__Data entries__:
────

//! Continuous recognition session with endpoint-driven segmentation.
//!
//! ```text
//! Listening --chunk--> Listening (partial emitted)
//! Listening --endpoint--> final emitted, recognizer reset, new id --> Listening
//! Listening --finish--> final emitted, done --> Closed
//! ```
//!
//! Every chunk is fed, then all ready decode steps are drained, and only then
//! is the hypothesis read. Token end times are the elapsed audio time at which
//! each token first appeared.

use crate::audio::{SAMPLE_RATE, samples_to_secs};
use crate::error::{Error, Result};
use crate::id::IdGenerator;
use crate::postprocess::TextPostProcessor;
use crate::traits::{AsrRecognizer, RecognizerKind};
use crate::types::{Alignment, OutputEvent, RecognitionResult, TokenTrack, TranscriptSegment};

#[derive(Clone, Copy, Debug, PartialEq, Eq)]
pub enum SessionState {
    Listening,
    Closed,
}

/// State of one live transcription stream.
pub struct StreamSession<R: AsrRecognizer, G> {
    recognizer: R,
    stream: R::Stream,
    ids: G,
    post: TextPostProcessor,
    alignment: bool,
    state: SessionState,
    segment_id: String,
    segment_start: f64,
    samples_fed: usize,
    tracks: Vec<TokenTrack>,
}

impl<R: AsrRecognizer, G: IdGenerator> StreamSession<R, G> {
    /// Open a session over a streaming recognizer.
    ///
    /// # Errors
    ///
    /// [`Error::ModeUnsupported`] for offline recognizers, before any audio is read.
    pub fn new(recognizer: R, mut ids: G, post: TextPostProcessor) -> Result<Self> {
        if recognizer.kind() == RecognizerKind::Offline {
            return Err(Error::ModeUnsupported);
        }

        let stream = recognizer.create_stream()?;
        let segment_id = ids.next_id();

        Ok(Self {
            recognizer,
            stream,
            ids,
            post,
            alignment: true,
            state: SessionState::Listening,
            segment_id,
            segment_start: 0.0,
            samples_fed: 0,
            tracks: Vec::new(),
        })
    }

    /// Attach token alignment arrays to final segments (default on).
    pub fn with_alignment(mut self, alignment: bool) -> Self {
        self.alignment = alignment;
        self
    }

    pub fn state(&self) -> SessionState {
        self.state
    }

    pub fn segment_id(&self) -> &str {
        &self.segment_id
    }

    /// Seconds of audio fed so far.
    pub fn elapsed(&self) -> f64 {
        samples_to_secs(self.samples_fed)
    }

    pub fn token_tracks(&self) -> &[TokenTrack] {
        &self.tracks
    }

    /// Feed one chunk and collect the resulting partial and final segments.
    pub fn accept_samples(&mut self, samples: &[f32]) -> Result<Vec<OutputEvent>> {
        if self.state == SessionState::Closed {
            tracing::warn!(samples = samples.len(), "ignoring audio after session close");
            return Ok(Vec::new());
        }

        self.recognizer
            .accept_waveform(&mut self.stream, samples, SAMPLE_RATE)?;
        self.samples_fed += samples.len();
        let steps = self.recognizer.decode_ready(&mut self.stream)?;
        tracing::trace!(samples = samples.len(), steps, "decoded chunk");

        let result = self.recognizer.result(&self.stream)?;
        self.observe(&result);

        let mut events = Vec::new();

        let text = self.post.partial(&result.text);
        if !text.is_empty() {
            events.push(
                TranscriptSegment::partial(&self.segment_id, text, self.segment_start, self.elapsed())
                    .into(),
            );
        }

        if self.recognizer.is_endpoint(&self.stream)
            && let Some(segment) = self.finalize()?
        {
            events.push(segment.into());
        }

        Ok(events)
    }

    /// Commit trailing speech and close the session.
    ///
    /// Returns the final segment (if any) followed by the done marker. Later
    /// calls return nothing.
    pub fn finish(&mut self) -> Result<Vec<OutputEvent>> {
        if self.state == SessionState::Closed {
            return Ok(Vec::new());
        }

        self.recognizer.input_finished(&mut self.stream);
        self.recognizer.decode_ready(&mut self.stream)?;

        let mut events = Vec::new();
        if let Some(segment) = self.finalize()? {
            events.push(segment.into());
        }
        events.push(OutputEvent::done());

        self.state = SessionState::Closed;
        tracing::info!(elapsed = self.elapsed(), "stream session closed");

        Ok(events)
    }

    /// Record one track entry per token not seen before.
    fn observe(&mut self, result: &RecognitionResult) {
        let elapsed = self.elapsed();
        let seen = self.tracks.len();
        self.tracks
            .extend(result.tokens.iter().skip(seen).map(|token| TokenTrack {
                token: token.clone(),
                end_time: elapsed,
            }));
    }

    fn track_alignment(&self) -> Alignment {
        let mut start = self.segment_start;
        let mut alignment = Alignment::default();
        for track in &self.tracks {
            alignment.tokens.push(track.token.clone());
            alignment.timestamps.push(start);
            alignment.durations.push(track.end_time - start);
            start = track.end_time;
        }
        alignment
    }

    /// Emit the committed utterance, then start a new one.
    fn finalize(&mut self) -> Result<Option<TranscriptSegment>> {
        let result = self.recognizer.result(&self.stream)?;
        self.observe(&result);
        let elapsed = self.elapsed();

        let segment = if result.text.trim().is_empty() {
            None
        } else {
            let text = self.post.finalize(&result.text)?;
            let end = self.tracks.last().map_or(elapsed, |t| t.end_time);
            let mut segment =
                TranscriptSegment::final_text(&self.segment_id, text, self.segment_start, end);
            if self.alignment && !self.tracks.is_empty() {
                segment = segment.with_alignment(self.track_alignment());
            }
            Some(segment).filter(|s| !s.text.is_empty())
        };

        if let Some(segment) = &segment {
            tracing::debug!(
                id = %segment.id,
                start = segment.start,
                end = segment.end,
                tokens = self.tracks.len(),
                "segment finalized"
            );
        }

        self.recognizer.reset(&mut self.stream)?;
        self.segment_id = self.ids.next_id();
        self.segment_start = elapsed;
        self.tracks.clear();

        Ok(segment)
    }
}
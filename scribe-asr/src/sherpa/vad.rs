//! Silero voice activity detector.

use super::ffi::{self, VadPtr};
use super::{CStrings, lib, sample_count};
use crate::audio::SAMPLE_RATE;
use crate::config::VadConfig;
use crate::error::{ConfigError, Result};
use crate::traits::VoiceActivityDetector;

/// Speech/silence classifier. Only the detection flag is consumed; the
/// engine's own speech-segment queue is cleared after every window.
pub struct SherpaVad {
    ptr: VadPtr,
}

// SAFETY: used by one thread at a time through `&mut`.
unsafe impl Send for SherpaVad {}

impl SherpaVad {
    pub fn new(config: &VadConfig) -> Result<Self> {
        let lib = lib()?;
        let mut strings = CStrings::default();

        let mut c: ffi::VadModelConfig = ffi::zeroed();
        c.silero_vad = ffi::SileroVadModelConfig {
            model: strings.path(&config.model)?,
            threshold: config.options.threshold,
            min_silence_duration: config.options.min_silence_duration,
            min_speech_duration: config.options.min_speech_duration,
            window_size: config.options.window_size,
            max_speech_duration: config.options.max_speech_duration,
        };
        c.sample_rate = SAMPLE_RATE as i32;
        c.num_threads = i32::try_from(config.num_threads).unwrap_or(1);
        c.provider = strings.text("provider", &config.provider)?;

        let ptr = unsafe { (lib.create_vad)(&c, config.buffer_secs) };
        if ptr.is_null() {
            return Err(ConfigError::EngineRejected("voice activity detector").into());
        }

        tracing::info!(model = %config.model.display(), threshold = config.options.threshold, "vad loaded");

        Ok(Self { ptr })
    }
}

impl VoiceActivityDetector for SherpaVad {
    fn accept_waveform(&mut self, samples: &[f32]) -> Result<()> {
        let lib = lib()?;
        let n = sample_count(samples)?;
        unsafe {
            (lib.vad_accept_waveform)(self.ptr, samples.as_ptr(), n);
            (lib.vad_clear)(self.ptr);
        }
        Ok(())
    }

    fn is_detected(&self) -> bool {
        lib()
            .map(|lib| unsafe { (lib.vad_detected)(self.ptr) } != 0)
            .unwrap_or(false)
    }

    fn reset(&mut self) {
        if let Ok(lib) = lib() {
            unsafe { (lib.vad_reset)(self.ptr) };
        }
    }
}

impl Drop for SherpaVad {
    fn drop(&mut self) {
        if let Ok(lib) = lib() {
            unsafe { (lib.destroy_vad)(self.ptr) };
        }
    }
}
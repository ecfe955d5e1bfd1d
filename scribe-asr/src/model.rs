//! Model directory discovery.
//!
//! A recognizer directory holds a tokens file plus one of:
//!
//! | Files                           | Layout                  |
//! |---------------------------------|-------------------------|
//! | `encoder`, `decoder`, `joiner`  | streaming transducer    |
//! | `encoder`, `decoder`            | streaming paraformer    |
//! | `model`                         | offline single-file     |
//!
//! Roles are matched by file-name substring. When several files match a role,
//! quantized (`int8`) candidates win, then the lexically first name.

use crate::error::ConfigError;
use crate::traits::RecognizerKind;
use std::path::{Path, PathBuf};

const TOKENS_FILE: &str = "tokens.txt";
const MODEL_EXTENSION: &str = "onnx";
const QUANTIZED_MARKER: &str = "int8";

/// Resolved model files, tagged by engine kind.
#[derive(Clone, Debug, PartialEq)]
pub enum ModelLayout {
    StreamingTransducer {
        encoder: PathBuf,
        decoder: PathBuf,
        joiner: PathBuf,
        tokens: PathBuf,
    },
    StreamingParaformer {
        encoder: PathBuf,
        decoder: PathBuf,
        tokens: PathBuf,
    },
    Offline {
        model: PathBuf,
        tokens: PathBuf,
    },
}

impl ModelLayout {
    /// Inspect `dir` and classify its model files.
    ///
    /// # Errors
    ///
    /// - [`ConfigError::ModelDirNotFound`] if `dir` is not a readable directory
    /// - [`ConfigError::TokensNotFound`] without a tokens file
    /// - [`ConfigError::ModelNotFound`] without a matching file set
    pub fn discover(dir: &Path) -> Result<Self, ConfigError> {
        let mut names = list_files(dir)?;
        names.sort();

        let tokens = pick_tokens(&names)
            .map(|name| dir.join(name))
            .ok_or_else(|| ConfigError::TokensNotFound(dir.to_path_buf()))?;

        let models: Vec<&str> = names
            .iter()
            .map(String::as_str)
            .filter(|name| {
                Path::new(name)
                    .extension()
                    .is_some_and(|ext| ext == MODEL_EXTENSION)
            })
            .collect();

        let find = |role: &str| pick_role(&models, role).map(|name| dir.join(name));

        let layout = match (find("encoder"), find("decoder"), find("joiner")) {
            (Some(encoder), Some(decoder), Some(joiner)) => Self::StreamingTransducer {
                encoder,
                decoder,
                joiner,
                tokens,
            },
            (Some(encoder), Some(decoder), None) => Self::StreamingParaformer {
                encoder,
                decoder,
                tokens,
            },
            _ => match find("model") {
                Some(model) => Self::Offline { model, tokens },
                None => return Err(ConfigError::ModelNotFound(dir.to_path_buf())),
            },
        };

        tracing::debug!(dir = %dir.display(), layout = layout.name(), "model layout discovered");

        Ok(layout)
    }

    pub fn kind(&self) -> RecognizerKind {
        match self {
            Self::StreamingTransducer { .. } | Self::StreamingParaformer { .. } => {
                RecognizerKind::Streaming
            }
            Self::Offline { .. } => RecognizerKind::Offline,
        }
    }

    pub fn tokens(&self) -> &Path {
        match self {
            Self::StreamingTransducer { tokens, .. }
            | Self::StreamingParaformer { tokens, .. }
            | Self::Offline { tokens, .. } => tokens,
        }
    }

    pub fn name(&self) -> &'static str {
        match self {
            Self::StreamingTransducer { .. } => "streaming-transducer",
            Self::StreamingParaformer { .. } => "streaming-paraformer",
            Self::Offline { .. } => "offline",
        }
    }
}

fn list_files(dir: &Path) -> Result<Vec<String>, ConfigError> {
    let not_found = || ConfigError::ModelDirNotFound(dir.to_path_buf());

    let entries = std::fs::read_dir(dir).map_err(|_| not_found())?;

    Ok(entries
        .filter_map(|entry| entry.ok())
        .filter(|entry| entry.file_type().is_ok_and(|t| t.is_file() || t.is_symlink()))
        .filter_map(|entry| entry.file_name().into_string().ok())
        .collect())
}

fn pick_tokens(names: &[String]) -> Option<&str> {
    names
        .iter()
        .find(|name| *name == TOKENS_FILE)
        .or_else(|| names.iter().find(|name| name.ends_with(TOKENS_FILE)))
        .map(String::as_str)
}

/// First quantized candidate containing `role`, else the first plain one.
fn pick_role<'a>(names: &[&'a str], role: &str) -> Option<&'a str> {
    let mut candidates = names.iter().copied().filter(|name| name.contains(role));
    let first = candidates.next()?;

    if first.contains(QUANTIZED_MARKER) {
        return Some(first);
    }

    Some(
        candidates
            .find(|name| name.contains(QUANTIZED_MARKER))
            .unwrap_or(first),
    )
}
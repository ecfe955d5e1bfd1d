//! scribe: transcription sidecar process.
//!
//! `scribe stream` turns PCM on stdin into JSON segment lines on stdout.
//! `scribe batch` transcribes a media file into one JSON array or SRT text.

pub mod batch;
pub mod cli;
pub mod config;
pub mod srt;
pub mod stream;
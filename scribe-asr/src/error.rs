//! Error types for scribe-asr organized by processing stage.

use std::path::PathBuf;
use thiserror::Error;

/// Pipeline error variants organized by processing stage.
#[derive(Debug, Error)]
pub enum Error {
    /// Configuration stage error
    #[error(transparent)]
    Config(#[from] ConfigError),

    /// Input transcoding error
    #[error(transparent)]
    Transcode(#[from] TranscodeError),

    /// Audio decoding error
    #[error(transparent)]
    Audio(#[from] AudioError),

    /// Recognition, VAD or punctuation engine error
    #[error(transparent)]
    Engine(#[from] EngineError),

    /// Streaming requested against a model that only decodes whole utterances
    #[error("streaming mode is not supported by offline models")]
    ModeUnsupported,
}

/// Configuration errors (model discovery, engine construction, library loading).
#[derive(Debug, Error)]
pub enum ConfigError {
    /// Model directory missing or unreadable
    #[error("model directory not found: {0}")]
    ModelDirNotFound(PathBuf),

    /// No `tokens.txt` in the model directory
    #[error("no tokens file found in {0}")]
    TokensNotFound(PathBuf),

    /// No encoder/decoder/joiner, encoder/decoder or single model file found
    #[error("no recognizable model files found in {0}")]
    ModelNotFound(PathBuf),

    /// Auxiliary model file (VAD, punctuation) missing
    #[error("model file not found: {0}")]
    ModelFileNotFound(PathBuf),

    /// Path cannot be passed across the engine boundary
    #[error("invalid path: {0}")]
    InvalidPath(PathBuf),

    /// Invalid numeric option
    #[error("invalid option {name}: {reason}")]
    InvalidOption { name: &'static str, reason: String },

    /// Engine shared library could not be located or loaded
    #[error("engine library unavailable: {0}")]
    LibraryUnavailable(String),

    /// Engine rejected the configuration
    #[error("failed to create {0}")]
    EngineRejected(&'static str),
}

/// External transcoder errors.
#[derive(Debug, Error)]
pub enum TranscodeError {
    /// Input file missing
    #[error("input file not found: {0}")]
    InputNotFound(PathBuf),

    /// Transcoder process could not be started
    #[error("failed to spawn transcoder {program}: {source}")]
    Spawn {
        program: String,
        #[source]
        source: std::io::Error,
    },

    /// Transcoder exited with a non-zero code
    #[error("transcoder exited with {code:?}: {stderr}")]
    Exit { code: Option<i32>, stderr: String },

    /// Pipe closed unexpectedly while reading transcoder output
    #[error("transcoder pipe closed unexpectedly: {0}")]
    Pipe(#[source] std::io::Error),
}

/// Audio reading errors.
#[derive(Debug, Error)]
pub enum AudioError {
    /// IO error during audio loading
    #[error(transparent)]
    Io(#[from] std::io::Error),

    /// WAV file format error
    #[error(transparent)]
    Hound(#[from] hound::Error),
}

/// Failures surfaced by the recognition, VAD or punctuation collaborators.
#[derive(Debug, Error)]
pub enum EngineError {
    /// Waveform chunk too large for the engine's sample counter
    #[error("waveform of {0} samples exceeds engine limit")]
    WaveformTooLarge(usize),

    /// Engine returned a null result
    #[error("engine returned no result for {0}")]
    NullResult(&'static str),

    /// Engine result could not be parsed
    #[error("malformed engine result: {0}")]
    MalformedResult(#[from] serde_json::Error),

    /// Text could not be passed to the engine
    #[error("text contains an interior nul byte")]
    InvalidText,

    /// Engine returned text that is not valid UTF-8
    #[error("engine returned invalid UTF-8")]
    InvalidUtf8(#[from] std::str::Utf8Error),

    /// Any other collaborator failure
    #[error("{0}")]
    Other(String),
}

/// Result type alias for scribe-asr operations.
pub type Result<T> = std::result::Result<T, Error>;

// Nested From implementations for automatic error conversion chains

// hound::Error → AudioError → Error
impl From<hound::Error> for Error {
    fn from(e: hound::Error) -> Self {
        Error::Audio(AudioError::Hound(e))
    }
}

// std::io::Error → AudioError → Error
impl From<std::io::Error> for Error {
    fn from(e: std::io::Error) -> Self {
        Error::Audio(AudioError::Io(e))
    }
}

// serde_json::Error → EngineError → Error
impl From<serde_json::Error> for Error {
    fn from(e: serde_json::Error) -> Self {
        Error::Engine(EngineError::MalformedResult(e))
    }
}

impl Error {
    /// Whether the error is detected before any audio is consumed.
    pub fn is_startup(&self) -> bool {
        matches!(self, Error::Config(_) | Error::ModeUnsupported)
    }
}
//! Contracts of the external engines the pipeline drives.
//!
//! The recognition, voice-activity and punctuation engines are opaque
//! collaborators. These traits are the seams: the [`crate::sherpa`] backend
//! implements them over the native library, tests implement them with
//! scripted mocks.

use crate::error::Result;
use crate::types::RecognitionResult;

/// Whether a recognizer can decode incrementally with endpoint detection.
#[derive(Clone, Copy, Debug, PartialEq, Eq)]
pub enum RecognizerKind {
    /// Incremental decoding, engine-side endpoint detection
    Streaming,
    /// Whole-utterance decoding only
    Offline,
}

/// Uniform recognizer contract regardless of the concrete engine.
///
/// Callers must drain decode steps after every feed:
///
/// ```ignore
/// recognizer.accept_waveform(&mut stream, &samples, SAMPLE_RATE)?;
/// while recognizer.is_ready(&stream) {
///     recognizer.decode(&mut stream)?;
/// }
/// let result = recognizer.result(&stream)?;
/// ```
pub trait AsrRecognizer {
    /// Per-utterance decoding state.
    type Stream;

    fn kind(&self) -> RecognizerKind;

    fn create_stream(&self) -> Result<Self::Stream>;

    /// Append a waveform chunk. May be called repeatedly before decoding.
    fn accept_waveform(&self, stream: &mut Self::Stream, samples: &[f32], sample_rate: u32)
    -> Result<()>;

    /// Signal that no more audio follows so trailing frames become decodable.
    fn input_finished(&self, stream: &mut Self::Stream);

    fn is_ready(&self, stream: &Self::Stream) -> bool;

    fn decode(&self, stream: &mut Self::Stream) -> Result<()>;

    /// Snapshot of the current hypothesis. Idempotent between feeds.
    fn result(&self, stream: &Self::Stream) -> Result<RecognitionResult>;

    /// Engine-side endpoint rules satisfied. Always false for offline engines.
    fn is_endpoint(&self, stream: &Self::Stream) -> bool;

    /// Clear decoding state for the next utterance, keeping the stream.
    fn reset(&self, stream: &mut Self::Stream) -> Result<()>;

    /// Run every decode step that is ready, returning how many ran.
    fn decode_ready(&self, stream: &mut Self::Stream) -> Result<usize> {
        let mut steps = 0;
        while self.is_ready(stream) {
            self.decode(stream)?;
            steps += 1;
        }
        Ok(steps)
    }
}

/// Binary speech/silence classifier over consecutive waveform windows.
pub trait VoiceActivityDetector {
    fn accept_waveform(&mut self, samples: &[f32]) -> Result<()>;

    /// Speech state after the most recent window.
    fn is_detected(&self) -> bool;

    fn reset(&mut self);
}

/// Punctuation restoration over committed text.
pub trait Punctuator {
    fn add_punctuation(&self, text: &str) -> Result<String>;
}

impl<V: VoiceActivityDetector + ?Sized> VoiceActivityDetector for Box<V> {
    fn accept_waveform(&mut self, samples: &[f32]) -> Result<()> {
        (**self).accept_waveform(samples)
    }

    fn is_detected(&self) -> bool {
        (**self).is_detected()
    }

    fn reset(&mut self) {
        (**self).reset()
    }
}

impl<P: Punctuator + ?Sized> Punctuator for Box<P> {
    fn add_punctuation(&self, text: &str) -> Result<String> {
        (**self).add_punctuation(text)
    }
}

────

__Instructions to follow__: Respond with one number, the count of lines in the data that hold the string "StreamingParaformer".

__Solution__: 5